Show Abstract | Download Original | Original Source | Check in Google Scholar | DOI: 10.22146/jrekpros.84514

Abstract

Sulfonated polyvinyl alcohol is a potential heterogeneous acid catalyst for fatty acid methyl esters (FAME) production. The catalyst (PVA/SSA) was synthesized via an esterification reaction between polyvinyl alcohol (PVA) and sulfosuccinic acid (SSA). This research aimed to study the effect of several process variables, such as the molecular weight (MW) of PVA, washing step with methanol, annealing conditions (time, temperature, and annealing pressure), and drying temperature on the performance of the PVA/SSA catalyst in methanol and free fatty acid (FFA) esterification. The sulfonated PVA catalyst was successfully synthesized, as indicated by the presence of the sulfonate group (SO3) at an absorption band of 1267 cm-1 and the carbonyl group (C=O) at an absorption band of 1628 cm-1 in the FT-IR spectra.

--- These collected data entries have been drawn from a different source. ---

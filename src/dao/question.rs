use std::{sync::Arc, time::Duration};

use uuid::Uuid;

use crate::{
    config::QuestionSettings,
    dao::{
        kv_store::KeyValueStore,
        models::QuestionSetEntity,
        storage::{StorageError, StorageResult},
    },
};

/// Stores generated question sets under `prefix + id` with their own lifetime.
#[derive(Clone)]
pub struct QuestionRepository {
    store: Arc<dyn KeyValueStore>,
    prefix: String,
    ttl: Duration,
}

impl QuestionRepository {
    /// Repository using the key layout and lifetime of `settings`.
    pub fn new(store: Arc<dyn KeyValueStore>, settings: &QuestionSettings) -> Self {
        Self {
            store,
            prefix: settings.key_prefix.clone(),
            ttl: settings.ttl,
        }
    }

    fn key(&self, id: Uuid) -> String {
        format!("{}{}", self.prefix, id)
    }

    /// Store `set`, re-arming its lifetime.
    pub async fn save(&self, set: &QuestionSetEntity) -> StorageResult<()> {
        let key = self.key(set.id);
        let raw = serde_json::to_string(set).map_err(|err| StorageError::corrupted(&key, err))?;
        self.store.set_with_expiry(&key, raw, self.ttl).await
    }

    /// Load a set; `None` once it expired.
    pub async fn load(&self, id: Uuid) -> StorageResult<Option<QuestionSetEntity>> {
        let key = self.key(id);
        let Some(raw) = self.store.get(&key).await? else {
            return Ok(None);
        };
        serde_json::from_str(&raw)
            .map(Some)
            .map_err(|err| StorageError::corrupted(key, err))
    }
}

The resulting PVA/SSA catalyst shows a good performance, where maximum conversion of the fatty acid esterification reaction can reach 81.9%. In addition, the catalyst can be used for at least four repetitions with a decrease in FAME conversion from the first to the second stage of 28.2% and has relatively stable performance in the second and subsequent reactions (conversion range 49, 1% - 58.8%). The resulting catalyst also has good thermal stability with a first-stage degradation range of 200oC to 290oC, allowing it to be applied in a temperature range suitable to the FAME manufacturing industries requirement.